Vergleich der altpreußischen Paradigmendaten aus drei Quellen mit Finite-State-Transducer-Analyse (experimentell, PyFoma).

Umfang: Dieses Projekt reproduziert die normalisierte Oberfläche der TABVLA NOVA (rekonstruiertes/wiederbelebtes „Neupreußisch", Palmaitis/Klusis) und drei darauf aufbauende moderne Lexika. Es modelliert nicht das historisch belegte altpreußische Korpus. Geeignet für Sprachwiederbelebung/Lehre, nicht für diachrone bzw. attestations­kritische Korpusanalyse.

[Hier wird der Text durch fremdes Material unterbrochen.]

use std::sync::Arc;
use std::time::Duration;
use std::time::Instant;

use async_trait::async_trait;
use moka::future::Cache;
use moka::Expiry;
use serde_json::Value;
use tracing::trace;

use super::CacheStorage;
use crate::Result;

/// Default number of entries kept before least-recently-used eviction
pub const DEFAULT_LRU_CAPACITY: u64 = 500;

#[derive(Debug)]
struct StoredEntry {
    value: Value,
    ttl: Duration,
}

/// Expires each entry after the ttl it was stored with
struct PerEntryTtl;

impl PerEntryTtl {
    fn ttl_of(entry: &StoredEntry) -> Option<Duration> {
        (!entry.ttl.is_zero()).then_some(entry.ttl)
    }
}

impl Expiry<String, Arc<StoredEntry>> for PerEntryTtl {
    fn expire_after_create(
        &self,
        _key: &String,
        value: &Arc<StoredEntry>,
        _created_at: Instant,
    ) -> Option<Duration> {
        Self::ttl_of(value)
    }

    fn expire_after_update(
        &self,
        _key: &String,
        value: &Arc<StoredEntry>,
        _updated_at: Instant,
        _duration_until_expiry: Option<Duration>,
    ) -> Option<Duration> {
        Self::ttl_of(value)
    }
}

/// Bounded in-process storage with LRU eviction and per-entry ttl.
///
/// Reads hand out clones, so a caller mutating a returned value never
/// changes what other callers see.
#[derive(Clone)]
pub struct LruInMemoryStorage {
    cache: Cache<String, Arc<StoredEntry>>,
}

impl std::fmt::Debug for LruInMemoryStorage {
    fn fmt(
        &self,
        f: &mut std::fmt::Formatter<'_>,
    ) -> std::fmt::Result {
        f.debug_struct("LruInMemoryStorage")
            .field("entries", &self.cache.entry_count())
            .finish()
    }
}

impl Default for LruInMemoryStorage {
    fn default() -> Self {
        Self::new(DEFAULT_LRU_CAPACITY)
    }
}

impl LruInMemoryStorage {
    pub fn new(max_capacity: u64) -> Self {
        Self {
            cache: Cache::builder()
                .max_capacity(max_capacity)
                .expire_after(PerEntryTtl)
                .build(),
        }
    }

    /// Approximate number of live entries
    pub async fn len(&self) -> u64 {
        self.cache.run_pending_tasks().await;
        self.cache.entry_count()
    }
}

#[async_trait]
impl CacheStorage for LruInMemoryStorage {
    async fn get(
        &self,
        key: &str,
    ) -> Result<Option<Value>> {
        Ok(self.cache.get(key).await.map(|entry| entry.value.clone()))
    }

    async fn set(
        &self,
        key: &str,
        ttl: Duration,
        value: Value,
    ) -> Result<()> {
        trace!(key, ttl_ms = ttl.as_millis() as u64, "storing entry");
        self.cache
            .insert(key.to_string(), Arc::new(StoredEntry { value, ttl }))
            .await;
        Ok(())
    }

    async fn evict(
        &self,
        key: &str,
    ) -> Result<()> {
        self.cache.invalidate(key).await;
        Ok(())
    }
}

Begründung: docs/AKZENT.md §1.

Herkunft & Vertrauenskette der Daten: docs/PROVENANCE.md

Datenquellen

1. Tabula Nova (tabula.html)

URL: http://donelaitis.vdu.lt/prussian/tabula.htm (Spiegel von prusaspira.org/tabula.html, derzeit erreichbar).

Eine manuell gepflegte HTML-Referenztabelle aller altpreußischen Flexionsparadigmen (Nr. 1–144). Jedes <p>-Element enthält Nummer, Genusangabe (m/f/n, m/f, m/f/n) und die vier Kasus in Singular und Plural in der Reihenfolge Nom–Gen–Dat–Akk.

Mehrere <p>-Elemente pro Nummer kodieren mehrere Genera oder Pronominalformen (pnl). Die load_tabula()-Funktion in compare_sources.py parsiert diese und expandiert Schrägstrich-Genusangaben (z.B. m/fm + f).

2. Prusaspira (prusaspira.org)

URL: https://www.prusaspira.org/wirdeins?akc=Iz&tap=W&bila=1&wirds=<lemma>

Ein Online-Wörterbuch, das zu jedem Lemma eine vollständige Flexionstabelle anzeigt. Die Daten werden von fetch_prusaspira.py abgerufen (1 req/s, bila=1 für englische Oberfläche) und als prusaspira/{num}_{lemma}.html (rohes HTML) sowie prusaspira/{num}_{lemma}.txt (Nur-Text-Extrakt) gespeichert.

Das .txt-Format hat eine prūsiskai:-Zeile mit Lemma, Bedeutung, Wortart, Referenzbeleg und einer darauffolgenden Gender-Spezifikation (z.B. m sg m pl f sg f pl n sg n pl). Es folgen die vier Kasuszeilen (Nōm, Gēn, Dāt, Akk), wobei die n-Formen (neutral) auf einer Fortsetzungszeile stehen.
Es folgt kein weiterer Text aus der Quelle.